Death has no meaning for me,

But when I give thought to the

Moment of death,

I grow sad at the loss of

Warm family memories.

“What is this?”

“A tanka. I sent it to your brother and sister as well. They should know.”

“What does Okaasan think about all this?”

“She doesn’t believe it, like you. You are your mother’s daughter.”

“Ach,” she said dismissively. “There’s nothing wrong with you that a good night’s sleep wouldn’t cure. How can you be so cruel to send Hideki and Chisato this…this tanka?” she said waving the paper in the air. “I’m sure they have bigger problems.”

Gunhei closed his eyes, not disclosing his thoughts. Instead, he said, “I regret not seeing my grandchildren grow up, but I’m sure they’ll become fine young men. I love holding them in my arms.
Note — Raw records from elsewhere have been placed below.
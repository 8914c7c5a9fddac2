//! Pitch shifting.

use std::f32::consts::PI;
use std::fmt::Display;

use realfft::num_complex::Complex;
use realfft::RealFftPlanner;
use rubato::{
    Resampler, SincFixedIn, SincInterpolationParameters, SincInterpolationType, WindowFunction,
};

use crate::error::{PiperError, Result};

/// Engine that resynthesizes mono float audio at a different pitch.
///
/// The returned stream may differ in length from the input.
pub trait PitchShifter {
    fn shift(
        &self,
        samples: &[f32],
        sample_rate: u32,
        channels: u16,
        semitones: f32,
    ) -> Result<Vec<f32>>;
}

/// Phase vocoder time stretch by the pitch ratio, followed by a band-limited
/// sinc resample back to the input length.
///
/// The output always has as many samples as the input.
#[derive(Debug, Clone)]
pub struct VocoderPitchShifter {
    /// Analysis window length in seconds, rounded up to a power of two in samples.
    pub frame_seconds: f32,
}

impl Default for VocoderPitchShifter {
    fn default() -> Self {
        Self {
            frame_seconds: 0.04,
        }
    }
}

impl PitchShifter for VocoderPitchShifter {
    fn shift(
        &self,
        samples: &[f32],
        sample_rate: u32,
        channels: u16,
        semitones: f32,
    ) -> Result<Vec<f32>> {
        if channels != 1 {
            return Err(PiperError::InvalidArgument(format!(
                "pitch shifting supports mono audio only, got {channels} channels"
            )));
        }

        let frame = ((sample_rate as f32 * self.frame_seconds) as usize)
            .max(16)
            .next_power_of_two();
        if semitones == 0.0 || samples.len() < frame {
            return Ok(samples.to_vec());
        }

        let hop_in = frame / 4;
        let ratio = 2f32.powf(semitones / 12.0);
        let hop_out = ((hop_in as f32 * ratio).round() as usize).max(1);
        let stretch = hop_out as f64 / hop_in as f64;

        let stretched = time_stretch(samples, frame, hop_out)?;
        log::trace!(
            "Pitch shift by {semitones} semitone(s): {} -> {} samples, frame {frame}",
            samples.len(),
            stretched.len()
        );

        let mut shifted = resample(&stretched, 1.0 / stretch)?;
        shifted.resize(samples.len(), 0.0);
        Ok(shifted)
    }
}

fn dsp_error(e: impl Display) -> PiperError {
    PiperError::Dsp(e.to_string())
}

fn wrap_phase(phase: f32) -> f32 {
    phase - 2.0 * PI * (phase / (2.0 * PI)).round()
}

/// Change the duration by `hop_out / (frame / 4)` while keeping the pitch.
fn time_stretch(samples: &[f32], frame: usize, hop_out: usize) -> Result<Vec<f32>> {
    let hop_in = frame / 4;
    let stretch = hop_out as f32 / hop_in as f32;
    let window: Vec<f32> = (0..frame)
        .map(|i| 0.5 * (1.0 - (2.0 * PI * i as f32 / frame as f32).cos()))
        .collect();

    let mut padded = vec![0.0f32; frame];
    padded.extend_from_slice(samples);
    padded.resize(padded.len() + frame, 0.0);

    let mut planner = RealFftPlanner::<f32>::new();
    let fft = planner.plan_fft_forward(frame);
    let ifft = planner.plan_fft_inverse(frame);
    let mut time = fft.make_input_vec();
    let mut spectrum = fft.make_output_vec();
    let mut resynth = ifft.make_output_vec();

    let bins = spectrum.len();
    let mut analysis_phase = vec![0.0f32; bins];
    let mut synthesis_phase = vec![0.0f32; bins];

    let frames = (padded.len() - frame) / hop_in + 1;
    let out_len = (frames - 1) * hop_out + frame;
    let mut output = vec![0.0f32; out_len];
    let mut envelope = vec![0.0f32; out_len];

    for t in 0..frames {
        let start = t * hop_in;
        for (i, slot) in time.iter_mut().enumerate() {
            *slot = padded[start + i] * window[i];
        }
        fft.process(&mut time, &mut spectrum).map_err(dsp_error)?;

        for (k, bin) in spectrum.iter_mut().enumerate() {
            let (magnitude, phase) = bin.to_polar();
            if t == 0 {
                synthesis_phase[k] = phase;
            } else {
                let expected = 2.0 * PI * k as f32 * hop_in as f32 / frame as f32;
                let deviation = wrap_phase(phase - analysis_phase[k] - expected);
                synthesis_phase[k] =
                    wrap_phase(synthesis_phase[k] + (expected + deviation) * stretch);
            }
            analysis_phase[k] = phase;
            *bin = Complex::from_polar(magnitude, synthesis_phase[k]);
        }
        spectrum[0].im = 0.0;
        spectrum[bins - 1].im = 0.0;
        ifft.process(&mut spectrum, &mut resynth).map_err(dsp_error)?;

        let out_start = t * hop_out;
        for (i, &w) in window.iter().enumerate() {
            output[out_start + i] += resynth[i] * w / frame as f32;
            envelope[out_start + i] += w * w;
        }
    }

    for (sample, &weight) in output.iter_mut().zip(&envelope) {
        if weight > 1e-3 {
            *sample /= weight;
        }
    }

    // The leading pad of four input hops lands four output hops in.
    output.drain(..4 * hop_out);
    output.resize((samples.len() as f64 * stretch as f64).round() as usize, 0.0);
    Ok(output)
}

/// Resample by `ratio` (output rate over input rate) with a windowed sinc.
fn resample(samples: &[f32], ratio: f64) -> Result<Vec<f32>> {
    let params = SincInterpolationParameters {
        sinc_len: 256,
        f_cutoff: 0.95,
        interpolation: SincInterpolationType::Linear,
        oversampling_factor: 256,
        window: WindowFunction::BlackmanHarris2,
    };
    let mut resampler =
        SincFixedIn::<f32>::new(ratio, 1.0, params, samples.len(), 1).map_err(dsp_error)?;
    let delay = resampler.output_delay();
    let expected = (samples.len() as f64 * ratio).round() as usize;

    let mut output = resampler
        .process(&[samples], None)
        .map_err(dsp_error)?
        .into_iter()
        .next()
        .unwrap_or_default();
    // Flush the filter tail so the delayed end of the signal comes out.
    let tail = resampler
        .process_partial(None::<&[&[f32]]>, None)
        .map_err(dsp_error)?;
    output.extend(tail.into_iter().flatten());

    output.drain(..delay.min(output.len()));
    output.truncate(expected);
    Ok(output)
}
They are a great and sincere comfort.”

“Then, don’t die,” she said under her breath.

***

As fate would have it, on August 6th, 1941, at precisely 9:15 a.m., Akamatsu Gunhei died in his sleep. His wife kneeled by his side and recited the Nembutsu. Sensei Kiyahara lit the incense in the family altar, rang the chime, and chanted the Heart Sutra.
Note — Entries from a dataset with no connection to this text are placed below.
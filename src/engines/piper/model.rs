use std::ffi::OsString;
use std::path::{Path, PathBuf};

use ndarray::Array2;
use ort::execution_providers::CPUExecutionProvider;
use ort::inputs;
use ort::session::builder::GraphOptimizationLevel;
use ort::session::Session;
use ort::value::TensorRef;

use crate::error::{PiperError, Result};
use crate::inference::{AcousticModel, ModelInput, ModelOutput};

/// Name of the optional speaker input on multi-speaker exports.
const SPEAKER_INPUT: &str = "sid";

/// A Piper VITS export running on ONNX Runtime.
///
/// Inputs: `input` `[1, n]` i64 ids, `input_lengths` `[1]` i64, `scales` `[3]`
/// f32 and, for multi-speaker voices, `sid` `[1]` i64.
pub struct PiperModel {
    session: Session,
    has_speaker_input: bool,
}

impl PiperModel {
    /// Load the ONNX graph at `onnx_path`.
    pub fn load(
        onnx_path: &Path,
        num_threads: Option<usize>,
        optimized_cache_path: Option<&Path>,
    ) -> Result<Self> {
        log::info!("Loading Piper model from {}", onnx_path.display());
        let session = init_session(onnx_path, num_threads, optimized_cache_path)?;
        let has_speaker_input = session
            .inputs()
            .iter()
            .any(|input| input.name() == SPEAKER_INPUT);
        log::info!("Detected: speaker_input={has_speaker_input}");

        Ok(Self {
            session,
            has_speaker_input,
        })
    }
}

impl AcousticModel for PiperModel {
    fn run(&mut self, input: &ModelInput<'_>) -> Result<Vec<ModelOutput>> {
        let len = input.ids.len();
        let ids_arr = Array2::from_shape_vec((1, len), input.ids.to_vec())?;
        let lengths_arr = ndarray::arr1(&[len as i64]);
        let scales_arr = ndarray::arr1(&input.scales);

        let speaker_id = input.speaker_id.filter(|_| self.has_speaker_input);
        if input.speaker_id.is_some() && speaker_id.is_none() {
            log::debug!("Model has no speaker input, ignoring speaker id");
        }

        let outputs = if let Some(sid) = speaker_id {
            let sid_arr = ndarray::arr1(&[sid]);
            let inputs = inputs![
                "input" => TensorRef::from_array_view(ids_arr.view())?,
                "input_lengths" => TensorRef::from_array_view(lengths_arr.view())?,
                "scales" => TensorRef::from_array_view(scales_arr.view())?,
                SPEAKER_INPUT => TensorRef::from_array_view(sid_arr.view())?,
            ];
            self.session.run(inputs)?
        } else {
            let inputs = inputs![
                "input" => TensorRef::from_array_view(ids_arr.view())?,
                "input_lengths" => TensorRef::from_array_view(lengths_arr.view())?,
                "scales" => TensorRef::from_array_view(scales_arr.view())?,
            ];
            self.session.run(inputs)?
        };

        let mut result = Vec::new();
        for (name, value) in outputs.iter() {
            match value.try_extract_array::<f32>() {
                Ok(audio) => result.push(ModelOutput::Tensor {
                    shape: audio.shape().to_vec(),
                    data: audio.iter().copied().collect(),
                }),
                Err(_) => result.push(ModelOutput::Other(name.to_string())),
            }
        }
        Ok(result)
    }
}

/// Resolve the ONNX file for `model_path`.
///
/// A file is used as is; a directory is scanned for the first `.onnx` file.
pub fn find_onnx_file(model_path: &Path) -> Result<PathBuf> {
    if !model_path.is_dir() {
        return Ok(model_path.to_path_buf());
    }

    let mut candidates = Vec::new();
    for entry in std::fs::read_dir(model_path)? {
        let path = entry?.path();
        if path.extension().and_then(|e| e.to_str()) == Some("onnx") {
            candidates.push(path);
        }
    }
    candidates.sort();

    match candidates.into_iter().next() {
        Some(path) => {
            log::info!("Using ONNX file: {}", path.display());
            Ok(path)
        }
        None => Err(PiperError::Io(std::io::Error::new(
            std::io::ErrorKind::NotFound,
            format!("No .onnx file found in {}", model_path.display()),
        ))),
    }
}

/// `<model>.onnx` → `<model>.onnx.json`.
pub fn voice_config_path(onnx_path: &Path) -> PathBuf {
    let mut path = OsString::from(onnx_path.as_os_str());
    path.push(".json");
    PathBuf::from(path)
}

/// Initialize an ONNX session with optional on-disk graph caching.
///
/// With a cache path, the first load runs Level3 optimization and serialises
/// the graph there; later loads read it back with optimization disabled.
fn init_session(
    onnx_path: &Path,
    num_threads: Option<usize>,
    optimized_cache_path: Option<&Path>,
) -> Result<Session> {
    let providers = vec![CPUExecutionProvider::default().build()];

    let (load_path, opt_level, cache_to_write) = match optimized_cache_path {
        Some(cache) if cache.exists() => {
            log::info!("Loading pre-optimized graph from {}", cache.display());
            (cache, GraphOptimizationLevel::Disable, None)
        }
        Some(cache) => {
            log::info!(
                "First load: running Level3 optimization; saving graph to {}",
                cache.display()
            );
            (onnx_path, GraphOptimizationLevel::Level3, Some(cache))
        }
        None => (onnx_path, GraphOptimizationLevel::Level3, None),
    };

    let mut builder = Session::builder()?
        .with_optimization_level(opt_level)?
        .with_execution_providers(providers)?;

    if let Some(cache) = cache_to_write {
        builder = builder.with_optimized_model_path(cache)?;
    }

    if let Some(threads) = num_threads {
        builder = builder
            .with_intra_threads(threads)?
            .with_inter_threads(threads)?;
    }

    Ok(builder.commit_from_file(load_path)?)
}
Chiemi was in shock. She couldn’t understand how this could happen. Otousan was in perfect health as far as she was concerned. He showed little signs of ill-health. He just took to his bed the night before and died—as predicted. He was only fifty-eight.
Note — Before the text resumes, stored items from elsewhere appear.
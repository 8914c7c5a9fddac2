//! 16-bit PCM WAV output through `hound`.

use std::io::{Seek, Write};

use hound::{SampleFormat, WavSpec, WavWriter};

use crate::error::Result;

/// Integer PCM spec for `sample_width` bytes per sample.
pub fn pcm_spec(sample_rate: u32, channels: u16, sample_width: u16) -> WavSpec {
    WavSpec {
        channels,
        sample_rate,
        bits_per_sample: sample_width * 8,
        sample_format: SampleFormat::Int,
    }
}

/// Streams interleaved samples into a WAV container.
///
/// The RIFF and data chunk sizes are patched in by [`PcmWavWriter::finalize`].
pub struct PcmWavWriter<W: Write + Seek> {
    inner: WavWriter<W>,
}

impl<W: Write + Seek> PcmWavWriter<W> {
    pub fn new(writer: W, spec: WavSpec) -> Result<Self> {
        Ok(Self {
            inner: WavWriter::new(writer, spec)?,
        })
    }

    pub fn write_samples(&mut self, samples: &[i16]) -> Result<()> {
        for &sample in samples {
            self.inner.write_sample(sample)?;
        }
        Ok(())
    }

    pub fn finalize(self) -> Result<()> {
        self.inner.finalize()?;
        Ok(())
    }
}

/// Write a complete WAV file holding `samples`.
pub fn write_wav<W: Write + Seek>(writer: W, spec: WavSpec, samples: &[i16]) -> Result<()> {
    let mut wav = PcmWavWriter::new(writer, spec)?;
    wav.write_samples(samples)?;
    wav.finalize()
}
In late September, Chiemi was again sitting in the cold Oni Room. The funeral was simple with only her mother and her with the priest presiding. Haruye was rather stoic in her reaction to Gunhei’s passing. She took care of the details efficiently and quickly, showing little emotion. This is what he wanted. He just wanted to go was all she said about it.

Chiemi said nothing to her. But she did wonder how her siblings reacted to the tanka and pronouncement. Chisato did write to clarify; Hideki never responded.

It was late at night when Chiemi heard a Buddhist chime. She went to the altar and found the small bell in position and still and the cloth-covered hammer undisturbed. But after she returned to her ofuton, the sound started again, softly and, this time, coming from the Oni Room, she swore. As she moved to the room, the chime stopped.

Chiemi shook her head. Must be my imagination, she thought, even though she knew she had heard the sound clearly. She went back to bed and quivered to sleep.

***

In the depths of night, she awoke with a start. No bell, no noise, not even the sound of cicadas singing in the air disturbed her. She sat up and felt a distinct presence in her room.

She scanned with her eyes, straining to see, but it was too dark. But then she heard a rustling as if someone were moving. The night fractured right before her like a cracked mirror; she thought she was looking at the inside of a dream. The blacker-than-night pieces slowly dislodged and floated before coming together into a mass. She couldn’t make out what it was. She called out, “Who’s there?” But no answer.

Eventually she recognized that the fragments formed into a figure, a human being, a featureless person. No face but certainly a body, like an inert shadow. She watched as it silently moved across the foot of her ofuton. It moved some distance before blending into the darkness and disappearing. Though she pulled up her legs under the covers, she couldn’t move from the bed.

Chiemi was shaken, an eerie sensation tingled through her body as she stared into the darkness. She rubbed her eyes and tried to dismiss it as a dream, but she knew she was fully awake. What could it possibly be?

A thought then flashed through her consciousness: Otousan.